**What needs to be done**
Produce as output only the lines below starting at the line with "# List Printers" and continuing through the line with "pub type SystemTransport = CupsSpooler;", each one exactly as written.

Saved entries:

/---

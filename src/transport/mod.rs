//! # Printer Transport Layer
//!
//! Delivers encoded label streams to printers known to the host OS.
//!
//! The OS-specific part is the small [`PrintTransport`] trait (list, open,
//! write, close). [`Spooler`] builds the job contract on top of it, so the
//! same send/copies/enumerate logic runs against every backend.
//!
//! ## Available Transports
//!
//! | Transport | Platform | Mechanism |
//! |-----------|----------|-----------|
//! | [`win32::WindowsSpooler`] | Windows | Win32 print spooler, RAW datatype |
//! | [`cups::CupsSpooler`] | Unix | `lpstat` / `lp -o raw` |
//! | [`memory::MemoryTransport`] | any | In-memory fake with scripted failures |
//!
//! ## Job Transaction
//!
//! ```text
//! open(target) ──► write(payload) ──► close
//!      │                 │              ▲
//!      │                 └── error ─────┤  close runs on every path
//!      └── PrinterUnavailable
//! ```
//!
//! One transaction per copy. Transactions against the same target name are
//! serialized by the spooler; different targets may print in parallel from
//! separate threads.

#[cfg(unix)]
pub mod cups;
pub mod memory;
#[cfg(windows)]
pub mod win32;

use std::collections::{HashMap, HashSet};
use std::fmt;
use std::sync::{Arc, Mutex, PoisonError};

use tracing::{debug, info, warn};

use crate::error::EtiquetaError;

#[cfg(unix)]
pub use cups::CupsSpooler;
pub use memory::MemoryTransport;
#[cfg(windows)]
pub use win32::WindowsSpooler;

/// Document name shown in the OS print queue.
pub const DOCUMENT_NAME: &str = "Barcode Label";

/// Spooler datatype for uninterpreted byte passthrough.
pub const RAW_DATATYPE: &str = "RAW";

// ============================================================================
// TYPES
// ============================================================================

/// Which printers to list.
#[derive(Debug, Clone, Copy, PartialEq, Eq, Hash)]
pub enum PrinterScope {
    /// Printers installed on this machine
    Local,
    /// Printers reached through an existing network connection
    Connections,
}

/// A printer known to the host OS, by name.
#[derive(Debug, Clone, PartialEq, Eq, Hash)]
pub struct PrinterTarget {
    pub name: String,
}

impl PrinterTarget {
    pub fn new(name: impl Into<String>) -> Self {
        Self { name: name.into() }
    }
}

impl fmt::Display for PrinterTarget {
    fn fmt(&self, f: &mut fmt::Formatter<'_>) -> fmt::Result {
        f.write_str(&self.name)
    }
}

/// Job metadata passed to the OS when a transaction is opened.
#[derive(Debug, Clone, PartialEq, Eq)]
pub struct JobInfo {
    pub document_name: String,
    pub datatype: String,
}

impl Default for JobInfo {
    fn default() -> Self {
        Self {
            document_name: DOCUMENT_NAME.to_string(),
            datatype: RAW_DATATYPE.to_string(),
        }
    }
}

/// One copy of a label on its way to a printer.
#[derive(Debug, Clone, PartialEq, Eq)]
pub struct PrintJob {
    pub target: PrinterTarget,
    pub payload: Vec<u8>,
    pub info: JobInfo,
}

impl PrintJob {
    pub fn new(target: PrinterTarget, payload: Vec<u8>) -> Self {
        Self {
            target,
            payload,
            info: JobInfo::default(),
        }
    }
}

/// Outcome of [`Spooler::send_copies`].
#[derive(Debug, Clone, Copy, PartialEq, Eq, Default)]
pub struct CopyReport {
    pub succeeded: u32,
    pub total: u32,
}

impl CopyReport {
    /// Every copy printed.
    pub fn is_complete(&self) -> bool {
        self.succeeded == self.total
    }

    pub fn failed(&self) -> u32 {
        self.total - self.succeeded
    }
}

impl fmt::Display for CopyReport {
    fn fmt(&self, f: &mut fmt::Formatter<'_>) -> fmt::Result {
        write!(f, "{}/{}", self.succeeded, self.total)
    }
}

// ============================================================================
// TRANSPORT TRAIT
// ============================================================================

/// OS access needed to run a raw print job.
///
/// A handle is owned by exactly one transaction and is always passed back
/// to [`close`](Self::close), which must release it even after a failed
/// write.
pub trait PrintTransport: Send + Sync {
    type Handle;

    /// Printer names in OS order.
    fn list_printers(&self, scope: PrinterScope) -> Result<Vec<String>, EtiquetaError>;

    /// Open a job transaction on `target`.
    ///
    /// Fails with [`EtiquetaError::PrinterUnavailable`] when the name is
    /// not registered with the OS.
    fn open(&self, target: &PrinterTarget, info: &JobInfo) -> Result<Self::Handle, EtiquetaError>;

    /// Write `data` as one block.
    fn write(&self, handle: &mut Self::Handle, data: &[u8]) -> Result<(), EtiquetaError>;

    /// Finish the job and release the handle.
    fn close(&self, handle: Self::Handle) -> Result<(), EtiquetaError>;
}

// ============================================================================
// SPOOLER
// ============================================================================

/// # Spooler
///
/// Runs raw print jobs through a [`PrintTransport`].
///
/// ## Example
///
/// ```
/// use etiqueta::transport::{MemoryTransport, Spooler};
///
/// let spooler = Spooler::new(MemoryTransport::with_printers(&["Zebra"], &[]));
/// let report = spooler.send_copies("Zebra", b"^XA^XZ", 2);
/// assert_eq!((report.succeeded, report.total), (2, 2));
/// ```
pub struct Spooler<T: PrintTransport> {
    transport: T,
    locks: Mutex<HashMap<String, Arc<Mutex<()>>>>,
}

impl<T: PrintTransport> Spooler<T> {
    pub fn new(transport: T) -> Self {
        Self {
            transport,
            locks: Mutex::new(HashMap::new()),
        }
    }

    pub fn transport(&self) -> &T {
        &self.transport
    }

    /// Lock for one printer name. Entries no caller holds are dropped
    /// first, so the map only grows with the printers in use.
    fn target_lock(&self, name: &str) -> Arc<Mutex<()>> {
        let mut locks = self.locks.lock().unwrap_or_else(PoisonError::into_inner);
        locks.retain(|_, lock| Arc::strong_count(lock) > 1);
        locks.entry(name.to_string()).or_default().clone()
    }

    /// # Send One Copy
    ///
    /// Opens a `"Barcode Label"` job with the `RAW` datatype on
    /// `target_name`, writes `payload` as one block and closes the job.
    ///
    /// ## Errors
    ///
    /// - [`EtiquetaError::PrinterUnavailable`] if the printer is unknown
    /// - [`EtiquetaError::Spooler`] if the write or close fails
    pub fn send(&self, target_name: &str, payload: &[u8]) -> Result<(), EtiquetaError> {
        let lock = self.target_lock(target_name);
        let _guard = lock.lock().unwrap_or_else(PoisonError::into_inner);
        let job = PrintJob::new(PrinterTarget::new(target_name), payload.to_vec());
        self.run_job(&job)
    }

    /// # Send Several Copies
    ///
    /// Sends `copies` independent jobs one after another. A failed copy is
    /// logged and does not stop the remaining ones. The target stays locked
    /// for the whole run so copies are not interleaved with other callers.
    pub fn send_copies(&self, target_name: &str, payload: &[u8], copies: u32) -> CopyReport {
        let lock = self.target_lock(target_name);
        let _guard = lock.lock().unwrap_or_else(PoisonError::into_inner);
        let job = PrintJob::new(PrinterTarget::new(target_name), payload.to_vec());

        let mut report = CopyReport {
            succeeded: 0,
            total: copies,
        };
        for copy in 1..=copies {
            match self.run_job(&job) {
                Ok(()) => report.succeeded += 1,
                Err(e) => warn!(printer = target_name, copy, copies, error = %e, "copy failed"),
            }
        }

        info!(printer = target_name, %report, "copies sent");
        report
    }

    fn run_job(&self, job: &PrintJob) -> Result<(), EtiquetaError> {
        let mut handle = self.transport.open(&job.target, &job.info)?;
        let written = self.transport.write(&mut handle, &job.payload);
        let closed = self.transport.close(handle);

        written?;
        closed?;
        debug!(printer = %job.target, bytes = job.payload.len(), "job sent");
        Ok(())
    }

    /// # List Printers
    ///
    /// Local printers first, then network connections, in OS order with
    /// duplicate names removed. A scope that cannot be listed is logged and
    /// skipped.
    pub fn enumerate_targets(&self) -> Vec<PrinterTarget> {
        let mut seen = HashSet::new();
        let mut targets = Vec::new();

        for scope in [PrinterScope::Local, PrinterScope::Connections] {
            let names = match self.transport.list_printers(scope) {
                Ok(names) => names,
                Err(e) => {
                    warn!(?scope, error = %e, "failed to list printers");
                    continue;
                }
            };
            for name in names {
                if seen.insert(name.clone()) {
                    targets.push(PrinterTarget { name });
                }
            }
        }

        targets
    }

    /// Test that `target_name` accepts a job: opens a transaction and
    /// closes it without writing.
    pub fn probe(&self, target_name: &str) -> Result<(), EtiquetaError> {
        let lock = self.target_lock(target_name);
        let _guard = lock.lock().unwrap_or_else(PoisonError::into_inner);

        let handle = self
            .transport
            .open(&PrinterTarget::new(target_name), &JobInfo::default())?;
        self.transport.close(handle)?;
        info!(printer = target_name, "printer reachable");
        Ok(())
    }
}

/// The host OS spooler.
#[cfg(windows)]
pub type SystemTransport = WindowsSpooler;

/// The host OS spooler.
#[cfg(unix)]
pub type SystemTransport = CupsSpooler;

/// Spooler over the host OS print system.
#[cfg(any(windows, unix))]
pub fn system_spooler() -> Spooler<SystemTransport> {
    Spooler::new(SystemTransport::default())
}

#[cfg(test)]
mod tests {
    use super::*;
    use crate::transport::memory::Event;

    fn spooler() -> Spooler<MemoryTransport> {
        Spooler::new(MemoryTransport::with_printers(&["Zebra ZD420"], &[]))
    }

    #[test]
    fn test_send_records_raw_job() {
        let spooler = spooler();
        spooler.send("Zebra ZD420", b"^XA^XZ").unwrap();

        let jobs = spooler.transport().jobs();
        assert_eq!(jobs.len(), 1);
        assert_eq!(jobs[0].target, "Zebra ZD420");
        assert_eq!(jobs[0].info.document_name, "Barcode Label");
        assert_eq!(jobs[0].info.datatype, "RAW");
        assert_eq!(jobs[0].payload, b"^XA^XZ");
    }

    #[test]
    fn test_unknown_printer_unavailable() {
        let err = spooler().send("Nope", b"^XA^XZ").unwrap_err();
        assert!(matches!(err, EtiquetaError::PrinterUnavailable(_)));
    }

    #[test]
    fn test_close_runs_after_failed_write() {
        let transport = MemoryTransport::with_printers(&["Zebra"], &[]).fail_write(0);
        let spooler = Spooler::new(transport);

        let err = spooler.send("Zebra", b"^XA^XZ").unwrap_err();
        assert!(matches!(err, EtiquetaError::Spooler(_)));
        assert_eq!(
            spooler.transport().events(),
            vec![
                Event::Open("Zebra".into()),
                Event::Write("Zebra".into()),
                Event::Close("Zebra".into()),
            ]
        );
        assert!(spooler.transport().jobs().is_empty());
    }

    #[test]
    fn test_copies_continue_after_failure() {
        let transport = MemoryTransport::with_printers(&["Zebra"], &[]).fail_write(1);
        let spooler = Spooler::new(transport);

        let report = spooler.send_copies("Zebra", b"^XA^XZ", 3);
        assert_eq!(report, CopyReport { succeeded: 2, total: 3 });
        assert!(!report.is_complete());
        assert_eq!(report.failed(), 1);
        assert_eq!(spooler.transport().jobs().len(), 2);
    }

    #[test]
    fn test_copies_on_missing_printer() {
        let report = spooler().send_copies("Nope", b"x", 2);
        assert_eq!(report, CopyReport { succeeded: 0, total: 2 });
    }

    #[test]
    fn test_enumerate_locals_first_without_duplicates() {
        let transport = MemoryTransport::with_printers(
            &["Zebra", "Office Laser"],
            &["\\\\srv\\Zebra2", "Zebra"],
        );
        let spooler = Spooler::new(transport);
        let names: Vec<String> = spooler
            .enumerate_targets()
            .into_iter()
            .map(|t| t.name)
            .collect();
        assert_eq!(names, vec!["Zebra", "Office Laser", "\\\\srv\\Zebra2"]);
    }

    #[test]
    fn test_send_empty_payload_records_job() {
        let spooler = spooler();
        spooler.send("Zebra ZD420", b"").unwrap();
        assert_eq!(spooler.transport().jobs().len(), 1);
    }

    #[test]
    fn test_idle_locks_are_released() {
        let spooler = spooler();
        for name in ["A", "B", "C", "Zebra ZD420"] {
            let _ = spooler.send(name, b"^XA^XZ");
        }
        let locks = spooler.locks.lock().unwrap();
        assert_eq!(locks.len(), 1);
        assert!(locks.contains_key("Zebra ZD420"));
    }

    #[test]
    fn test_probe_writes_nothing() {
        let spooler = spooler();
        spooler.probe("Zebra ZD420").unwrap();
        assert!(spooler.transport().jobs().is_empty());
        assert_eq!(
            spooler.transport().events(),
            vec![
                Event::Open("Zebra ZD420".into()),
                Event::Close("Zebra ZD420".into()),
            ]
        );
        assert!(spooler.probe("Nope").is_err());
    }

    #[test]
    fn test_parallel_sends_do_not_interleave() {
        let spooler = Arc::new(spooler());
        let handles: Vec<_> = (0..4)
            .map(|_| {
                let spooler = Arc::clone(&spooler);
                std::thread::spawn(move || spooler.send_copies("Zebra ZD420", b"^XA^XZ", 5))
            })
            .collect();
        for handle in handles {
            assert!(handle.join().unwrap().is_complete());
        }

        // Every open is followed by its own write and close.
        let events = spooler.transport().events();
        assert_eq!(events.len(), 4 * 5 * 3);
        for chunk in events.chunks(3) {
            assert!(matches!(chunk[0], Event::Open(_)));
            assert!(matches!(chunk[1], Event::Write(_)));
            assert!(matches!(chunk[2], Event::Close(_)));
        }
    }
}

\---

**Written answer**
    /// # List Printers
    ///
    /// Local printers first, then network connections, in OS order with
    /// duplicate names removed. A scope that cannot be listed is logged and
    /// skipped.
    pub fn enumerate_targets(&self) -> Vec<PrinterTarget> {
        let mut seen = HashSet::new();
        let mut targets = Vec::new();

        for scope in [PrinterScope::Local, PrinterScope::Connections] {
            let names = match self.transport.list_printers(scope) {
                Ok(names) => names,
                Err(e) => {
                    warn!(?scope, error = %e, "failed to list printers");
                    continue;
                }
            };
            for name in names {
                if seen.insert(name.clone()) {
                    targets.push(PrinterTarget { name });
                }
            }
        }

        targets
    }

    /// Test that `target_name` accepts a job: opens a transaction and
    /// closes it without writing.
    pub fn probe(&self, target_name: &str) -> Result<(), EtiquetaError> {
        let lock = self.target_lock(target_name);
        let _guard = lock.lock().unwrap_or_else(PoisonError::into_inner);

        let handle = self
            .transport
            .open(&PrinterTarget::new(target_name), &JobInfo::default())?;
        self.transport.close(handle)?;
        info!(printer = target_name, "printer reachable");
        Ok(())
    }
}

/// The host OS spooler.
#[cfg(windows)]
pub type SystemTransport = WindowsSpooler;

/// The host OS spooler.
#[cfg(unix)]
pub type SystemTransport = CupsSpooler;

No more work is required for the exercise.